Mortgage rates are very near their all-time lows. Low rates plus increased confidence could easily drive home prices higher. Even if mortgage rates were to rise, that is no reason to worry about housing. Housing has thrived under much higher rates than we have today. Higher rates would likely be symptomatic of a stronger economy and rising confidence, both of which would be supportive of higher home prices.

4 comments:

NormanB said...

Great stuff. Thanks!!!

Kevin Erdmann said...

I have been working on this issue and have come to a much different conclusion. Much higher home prices would not be a sign of a bubble. Home prices had always been in equilibrium with long term real bond rates, until 2007 when the mortgage market broke down, and they have been out of equilibrium since. The collapse of the housing market has been lowering real incomes since then. This is a peculiar time because of the disequilibrium. Rising home prices will be associated with much needed new building, and this will be associated with falling rents.

Here is a very short post about it:
http://idiosyncraticwhisk.blogspot.com/2014/08/the-counterintuitive-conundrum-in.html#comment-form

Here's a slightly longer one:
http://idiosyncraticwhisk.blogspot.com/2014/10/if-returns-to-capital-arent-high-then.html

And, if you are interested, at my blog I am on about part 30 of a series on this very issue. I believe that the notion that there is or has been a housing bubble is one of the more damaging ideas related to the present economy.

Benjamin Cole said...

I have always been uncomfortable with the inclusion of housing prices in inflation metrics. Housing is also an investment, given the US tax code.

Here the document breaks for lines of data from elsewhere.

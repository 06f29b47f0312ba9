//! Configuration system for pipegraph.
//!
//! Supports TOML-based configuration with global defaults and per-schema overrides.

use std::collections::HashMap;
use std::path::Path;

use serde::{Deserialize, Serialize};

use crate::error::{PipegraphError, Result};

/// Root configuration structure.
#[derive(Debug, Clone, Default, Deserialize, Serialize)]
#[serde(default)]
pub struct PipegraphConfig {
    /// Global defaults applied to all schemas unless overridden.
    pub defaults: GlobalDefaults,

    /// Per-schema configuration overrides (keyed by schema name).
    #[serde(default)]
    pub schemas: HashMap<String, SchemaConfig>,
}

/// Global default settings.
#[derive(Debug, Clone, Default, Deserialize, Serialize)]
#[serde(default)]
pub struct GlobalDefaults {
    pub database: DatabaseConfig,
    pub validation: ValidationConfig,
}

/// Database naming configuration.
#[derive(Debug, Clone, Default, Deserialize, Serialize)]
#[serde(default)]
pub struct DatabaseConfig {
    /// Prepended to every schema name to form its database name (default: empty).
    pub prefix: String,
}

/// Validation configuration.
#[derive(Debug, Clone, Default, Deserialize, Serialize)]
#[serde(default)]
pub struct ValidationConfig {
    /// Log lint failures instead of rejecting the registry (default: false).
    pub warn_only: bool,
}

/// Per-schema configuration.
#[derive(Debug, Clone, Default, Deserialize, Serialize)]
#[serde(default)]
pub struct SchemaConfig {
    /// Database name used verbatim instead of `prefix + schema`.
    pub database: Option<String>,
}

impl PipegraphConfig {
    /// Configuration with only a database prefix set.
    pub fn with_prefix(prefix: impl Into<String>) -> Self {
        let mut cfg = Self::default();
        cfg.defaults.database.prefix = prefix.into();
        cfg
    }

    /// Load configuration from a TOML file.
    pub fn from_file<P: AsRef<Path>>(path: P) -> Result<Self> {
        let contents = std::fs::read_to_string(path.as_ref())
            .map_err(|e| PipegraphError::Config(format!("failed to read config file: {e}")))?;
        Self::from_toml(&contents)
    }

    /// Load configuration from a TOML string.
    pub fn from_toml(toml_str: &str) -> Result<Self> {
        toml::from_str(toml_str)
            .map_err(|e| PipegraphError::Config(format!("failed to parse config: {e}")))
    }

    /// Load from default locations (env var, cwd, user config dir, or defaults).
    ///
    /// Search order:
    /// 1. `PIPEGRAPH_CONFIG` environment variable
    /// 2. `./pipegraph.toml` (current directory)
    /// 3. `~/.config/pipegraph/config.toml` (user config dir)
    /// 4. Built-in defaults
    pub fn load_default() -> Self {
        if let Ok(path) = std::env::var("PIPEGRAPH_CONFIG") {
            match Self::from_file(&path) {
                Ok(cfg) => {
                    tracing::info!(path = %path, "loaded config from PIPEGRAPH_CONFIG");
                    return cfg;
                }
                Err(e) => tracing::warn!(path = %path, error = %e, "ignoring PIPEGRAPH_CONFIG"),
            }
        }

        if let Ok(cfg) = Self::from_file("pipegraph.toml") {
            tracing::info!("loaded config from ./pipegraph.toml");
            return cfg;
        }

        if let Some(config_dir) = dirs::config_dir() {
            let user_config = config_dir.join("pipegraph").join("config.toml");
            if let Ok(cfg) = Self::from_file(&user_config) {
                tracing::info!(path = %user_config.display(), "loaded config from user config dir");
                return cfg;
            }
        }

        tracing::debug!("no config file found, using defaults");
        Self::default()
    }

    /// Database name for a schema: per-schema override, else prefix + name.
    pub fn database_for(&self, schema: &str) -> String {
        match self.schemas.get(schema).and_then(|s| s.database.clone()) {
            Some(database) => database,
            None => format!("{}{}", self.defaults.database.prefix, schema),
        }
    }
}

Moreover, much of the inflation in housing is due to local building restrictions. See Newport Beach.

Should the Fed suffocate the national economy as places such as Newport Beach restrict the supply of housing?

Tricky issue.

Even so, the 35-year trend in the US is towards deflation---and the dollar is rising now.

Interesting.

Benjamin Cole said...

It's official: Q1 GDP dead; inflation deader.
Seriously, if I told you there was a major nation in which the economy was dead in the water and inflation was flat, would you tell that nation to raise interest rates?